━━━━━ INFORMATION PROVIDED

#[test]
fn stale_qga_sync_is_discarded_before_the_real_one() {
    let dir = tempfile::tempdir().unwrap();
    let listener = bind(dir.path(), 100, true);
    let peer = thread::spawn(move || {
        let (stream, _) = listener.accept().unwrap();
        let mut writer = stream.try_clone().unwrap();
        let mut de = serde_json::Deserializer::from_reader(stream).into_iter::<Value>();
        let sync_request = de.next().unwrap().unwrap();
        let _real_request = de.next().unwrap().unwrap();
        let sync_id = sync_request["arguments"]["id"].as_u64().unwrap();

        let mut out = Vec::new();
        // A stale frame from a previous exchange, echoing an older id.
        out.push(0xFFu8);
        out.extend(serde_json::to_vec(&json!({"return": sync_id - 1})).unwrap());
        out.push(b'\n');
        out.extend(serde_json::to_vec(&json!({"return": "stale"})).unwrap());
        out.push(b'\n');
        // The real frame.
        out.push(0xFFu8);
        out.extend(serde_json::to_vec(&json!({"return": sync_id})).unwrap());
        out.push(b'\n');
        out.extend(serde_json::to_vec(&json!({"return": "fresh"})).unwrap());
        out.push(b'\n');
        writer.write_all(&out).unwrap();
    });

    let mut client = Client::new(TestLocator { dir: dir.path().to_path_buf() });
    let response = client.cmd(100, true, "guest-ping", serde_json::Map::new(), None).unwrap();
    assert_eq!(response, json!({"return": "fresh"}));

    peer.join().unwrap();
}

#[test]
fn peer_close_without_in_flight_allow_close_command_is_an_error() {
    let dir = tempfile::tempdir().unwrap();
    let listener = bind(dir.path(), 100, false);
    let peer = thread::spawn(move || {
        let (stream, _) = listener.accept().unwrap();
        let mut writer = stream.try_clone().unwrap();
        let mut reader = BufReader::new(stream);
        writer
            .write_all(b"{\"QMP\": {\"version\": {}, \"capabilities\": []}}\n")
            .unwrap();
        let handshake = read_line(&mut reader);
        let id = handshake["id"].as_str().unwrap().to_string();
        writer
            .write_all(format!("{{\"return\": {{}}, \"id\": \"{id}\"}}\n").as_bytes())
            .unwrap();
        let _request = read_line(&mut reader);
        // Hang up with no response to the real command.
        drop(writer);
    });

    let mut client = Client::new(TestLocator { dir: dir.path().to_path_buf() });
    let err = client.cmd(100, false, "query-status", serde_json::Map::new(), None).unwrap_err();
    assert!(err.to_string().contains("client closed connection"));

    peer.join().unwrap();
}

#[test]
fn guest_shutdown_eof_delivers_none_response_without_error() {
    let dir = tempfile::tempdir().unwrap();
    let listener = bind(dir.path(), 100, true);
    let peer = thread::spawn(move || {
        let (stream, _) = listener.accept().unwrap();
        let mut reader = stream.try_clone().unwrap();
        // Drain both request objects, then close without responding at
        // all, as QGA does for guest-shutdown.
        let mut buf = [0u8; 4096];
        let _ = reader.read(&mut buf).unwrap();
        drop(stream);
    });

    let mut client = Client::new(TestLocator { dir: dir.path().to_path_buf() });
    let response = client.cmd(100, true, "guest-shutdown", serde_json::Map::new(), None).unwrap();
    assert_eq!(response, Value::Null);

    peer.join().unwrap();
}
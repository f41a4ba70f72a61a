//! Error taxonomy for the QMP/QGA client
//!
//! Per the source repository's design notes: replace sticky
//! concatenated error strings with a tagged kind, and let the
//! presentation layer (here, `Error`'s `Display`) format them.

use std::fmt;

/// A session-fatal error, sticky on the `Session` that captured it.
#[derive(Debug, Clone, PartialEq, Eq)]
pub enum ErrorKind {
    /// The socket could not be reached, or the connect retry loop ran
    /// past its deadline.
    Connect(String),
    /// A `write`/`sendmsg` call on the session's socket failed.
    Write(String),
    /// Malformed JSON, an incomplete QGA two-object frame, or an id
    /// mismatch.
    Framing(String),
    /// The peer returned `error.desc` for a dispatched command.
    ProtocolRefused(String),
    /// The session's reactor timeout fired before a response arrived.
    Timeout,
    /// The peer closed the connection.
    PeerClosed(String),
    /// A caller usage mistake (e.g. an empty `execute`).
    Usage(String),
}

impl fmt::Display for ErrorKind {
    fn fmt(&self, f: &mut fmt::Formatter<'_>) -> fmt::Result {
        match self {
            ErrorKind::Connect(msg) => write!(f, "{msg}"),
            ErrorKind::Write(msg) => write!(f, "{msg}"),
            ErrorKind::Framing(msg) => write!(f, "{msg}"),
            ErrorKind::ProtocolRefused(msg) => write!(f, "{msg}"),
            ErrorKind::Timeout => write!(f, "got timeout"),
            ErrorKind::PeerClosed(msg) => write!(f, "{msg}"),
            ErrorKind::Usage(msg) => write!(f, "{msg}"),
        }
    }
}

/// Errors raised by [`crate::Client`].
#[derive(Debug, Clone, thiserror::Error)]
pub enum Error {
    /// Raised by `cmd` when its VM's session captured an error. The
    /// composed message always reads "... qmp command ..." even for a
    /// QGA session, matching the source repository's own literal
    /// wording (it never distinguished the two transports here).
    #[error("VM {vmid} qmp command '{execute}' failed - {kind}")]
    Command {
        vmid: u32,
        execute: String,
        kind: ErrorKind,
    },

    /// Raised by `execute` under `NoErr::Fatal` when one or more
    /// sessions captured an error; concatenates all of them.
    #[error("{0}")]
    Aggregate(String),

    /// A caller usage mistake not tied to any one session.
    #[error("{0}")]
    Usage(String),
}
//! InfraSim Common Library
//!
//! Shared error types used by `qmpmux` and its collaborators. Path
//! resolution for QMP/QGA sockets lives in `qmpmux::locator` since the
//! client treats socket paths as opaque; `default_store_path` here is
//! only the config-file/runtime-directory root used by the `qmpctl`
//! front end.

pub mod error;

pub use error::{Error, Result};

/// InfraSim version
pub const VERSION: &str = env!("CARGO_PKG_VERSION");

/// Default store path for the `qmpctl` front end's config and runtime state
pub fn default_store_path() -> std::path::PathBuf {
    dirs::home_dir()
        .unwrap_or_else(|| std::path::PathBuf::from("."))
        .join(".infrasim")
}

/// Home directory helper
mod dirs {
    pub fn home_dir() -> Option<std::path::PathBuf> {
        std::env::var_os("HOME").map(std::path::PathBuf::from)
    }
}
//! `qmpmux` — a single-threaded, multiplexed QMP/QGA client
//!
//! One [`Client`] can drive commands against many VMs' QMP and QGA
//! sockets concurrently without threads: [`Client::execute`] opens
//! every session queued since the last call, runs them all to
//! completion on one internal reactor, and returns. Each `(vmid, qga)`
//! pair gets its own session with its own command queue; sessions never
//! share state, so one VM's protocol error never blocks another's
//! commands.
//!
//! ```no_run
//! use qmpmux::{Client, DefaultSocketLocator, NoErr};
//!
//! let mut client = Client::new(DefaultSocketLocator);
//! let status = client.cmd(100, false, "query-status", Default::default(), None)?;
//! println!("{status}");
//! # Ok::<(), qmpmux::Error>(())
//! ```

mod client;
mod error;
mod framer;
mod ids;
mod locator;
mod reactor;
mod sendfd;
mod session;

pub use client::{Client, NoErr, SessionFailure};
pub use error::{Error, ErrorKind};
pub use locator::{DefaultSocketLocator, SocketLocator};
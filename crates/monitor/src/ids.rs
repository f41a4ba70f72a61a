//! Per-process-unique command identifier minting
//!
//! Two monotonic counters, one per transport. The source repository
//! scopes these to the whole process; per the design notes this is
//! scoped to a `Client` instead so two `Client`s in one process never
//! collide, while keeping the wire form (`"<pid>:<n>"` / `<pid>0<n>`)
//! unchanged.

use std::cell::Cell;

pub(crate) struct IdGenerator {
    pid: u32,
    qmp: Cell<u64>,
    qga: Cell<u64>,
}

impl IdGenerator {
    pub(crate) fn new() -> Self {
        Self::with_pid(std::process::id())
    }

    fn with_pid(pid: u32) -> Self {
        Self {
            pid,
            qmp: Cell::new(0),
            qga: Cell::new(0),
        }
    }

    /// Mint the next QMP id: `"<pid>:<n>"`.
    pub(crate) fn next_qmp(&self) -> String {
        let n = self.qmp.get() + 1;
        self.qmp.set(n);
        format!("{}:{}", self.pid, n)
    }

    /// Mint the next QGA id. Rendered as `<pid>0<n>` and parsed back as
    /// an integer, because QGA's `guest-sync` `return` field is typed
    /// as an integer on the wire.
    pub(crate) fn next_qga(&self) -> u64 {
        let n = self.qga.get() + 1;
        self.qga.set(n);
        format!("{}0{}", self.pid, n)
            .parse()
            .expect("pid and counter digits always form a valid u64")
    }
}
//! `qmpctl` — issue ad hoc QMP/QGA commands against local QEMU VMs
//!
//! A thin front end over [`qmpmux::Client`]: it does not run its own
//! event loop, it builds one `Client`, queues the commands the
//! subcommand asks for, and calls `execute` once before exiting.

use anyhow::{bail, Context, Result};
use clap::{Parser, Subcommand};
use qmpmux::{Client, SocketLocator};
use std::path::PathBuf;

mod config;
mod output;

use config::QmpctlConfig;
use output::OutputFormat;

/// Command-line front end for qmpmux
#[derive(Parser)]
#[command(name = "qmpctl")]
#[command(author, version, about, long_about = None)]
#[command(propagate_version = true)]
struct Cli {
    /// Config file path
    #[arg(long, default_value_os_t = QmpctlConfig::default_path(), global = true)]
    config: PathBuf,

    /// Output format
    #[arg(long, default_value = "table", global = true)]
    format: OutputFormat,

    /// Socket connect deadline, in seconds (overrides the config file)
    #[arg(long, global = true)]
    connect_timeout: Option<u64>,

    /// Per-command run timeout, in seconds (overrides the default
    /// per-command timeout table; 0 means "use the 3s default")
    #[arg(long, global = true)]
    timeout: Option<u64>,

    /// Enable verbose logging
    #[arg(short, long, global = true)]
    verbose: bool,

    #[command(subcommand)]
    command: Commands,
}

/// Resolves socket paths under the configured `socket_dir`.
struct ConfiguredSocketLocator {
    socket_dir: PathBuf,
}

impl SocketLocator for ConfiguredSocketLocator {
    fn socket_path(&self, vmid: u32, qga: bool) -> PathBuf {
        let ext = if qga { "qga" } else { "qmp" };
        self.socket_dir.join(format!("{vmid}.{ext}"))
    }
}

#[derive(Subcommand)]
enum Commands {
    /// Issue a raw QMP or QGA command
    Cmd(CmdArgs),

    /// Shorthand for `query-status` over QMP
    Status {
        /// VM id
        vmid: u32,
    },

    /// Shorthand for `guest-ping` over QGA
    Ping {
        /// VM id
        vmid: u32,
    },
}

#[derive(clap::Args)]
struct CmdArgs {
    /// VM id
    vmid: u32,

    /// QMP command to execute (e.g. `query-status`, `guest-ping`)
    execute: String,

    /// Route over the guest agent socket instead of the QMP socket
    #[arg(long)]
    qga: bool,

    /// Command argument as `key=value`; value is parsed as JSON if
    /// possible, otherwise kept as a string. Repeatable.
    #[arg(long = "arg", value_name = "KEY=VALUE")]
    args: Vec<String>,
}

fn parse_arguments(pairs: &[String]) -> Result<serde_json::Map<String, serde_json::Value>> {
    let mut map = serde_json::Map::new();
    for pair in pairs {
        let (key, raw) = pair
            .split_once('=')
            .with_context(|| format!("invalid --arg '{pair}', expected key=value"))?;
        let value = serde_json::from_str(raw).unwrap_or_else(|_| serde_json::Value::String(raw.to_string()));
        map.insert(key.to_string(), value);
    }
    Ok(map)
}

fn main() -> Result<()> {
    let cli = Cli::parse();

    let log_level = if cli.verbose { "debug" } else { "info" };
    tracing_subscriber::fmt()
        .with_env_filter(
            tracing_subscriber::EnvFilter::try_from_default_env()
                .unwrap_or_else(|_| tracing_subscriber::EnvFilter::new(log_level)),
        )
        .with_target(false)
        .init();

    let config = QmpctlConfig::load(&cli.config).context("loading qmpctl config")?;
    let connect_timeout = cli.connect_timeout.unwrap_or(config.connect_timeout_secs);
    let locator = ConfiguredSocketLocator {
        socket_dir: config.socket_dir,
    };
    let mut client = Client::new(locator).with_connect_timeout_secs(connect_timeout);

    let (vmid, qga, execute, arguments) = match cli.command {
        Commands::Cmd(args) => {
            if args.execute.is_empty() {
                bail!("execute must not be empty");
            }
            let arguments = parse_arguments(&args.args)?;
            (args.vmid, args.qga, args.execute, arguments)
        }
        Commands::Status { vmid } => (vmid, false, "query-status".to_string(), serde_json::Map::new()),
        Commands::Ping { vmid } => (vmid, true, "guest-ping".to_string(), serde_json::Map::new()),
    };

    match client.cmd(vmid, qga, execute, arguments, cli.timeout) {
        Ok(response) => output::print_value(&response, cli.format),
        Err(e) => {
            output::print_error(&e.to_string());
            std::process::exit(1);
        }
    }

    Ok(())
}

━━━━━━━━━━

TASK OBJECTIVE - Print, without alteration, only the lines above between the one holding "never blocks another's" and the one holding "pub(crate) fn new()", inclusive.

REPLY TO THE EXERCISE -
//! share state, so one VM's protocol error never blocks another's
//! commands.
//!
//! ```no_run
//! use qmpmux::{Client, DefaultSocketLocator, NoErr};
//!
//! let mut client = Client::new(DefaultSocketLocator);
//! let status = client.cmd(100, false, "query-status", Default::default(), None)?;
//! println!("{status}");
//! # Ok::<(), qmpmux::Error>(())
//! ```

mod client;
mod error;
mod framer;
mod ids;
mod locator;
mod reactor;
mod sendfd;
mod session;

pub use client::{Client, NoErr, SessionFailure};
pub use error::{Error, ErrorKind};
pub use locator::{DefaultSocketLocator, SocketLocator};
filename crates/monitor/src/ids.rs
repository f41a4ba70f72a61a
//! Per-process-unique command identifier minting
//!
//! Two monotonic counters, one per transport. The source repository
//! scopes these to the whole process; per the design notes this is
//! scoped to a `Client` instead so two `Client`s in one process never
//! collide, while keeping the wire form (`"<pid>:<n>"` / `<pid>0<n>`)
//! unchanged.

use std::cell::Cell;

pub(crate) struct IdGenerator {
    pid: u32,
    qmp: Cell<u64>,
    qga: Cell<u64>,
}

impl IdGenerator {
    pub(crate) fn new() -> Self {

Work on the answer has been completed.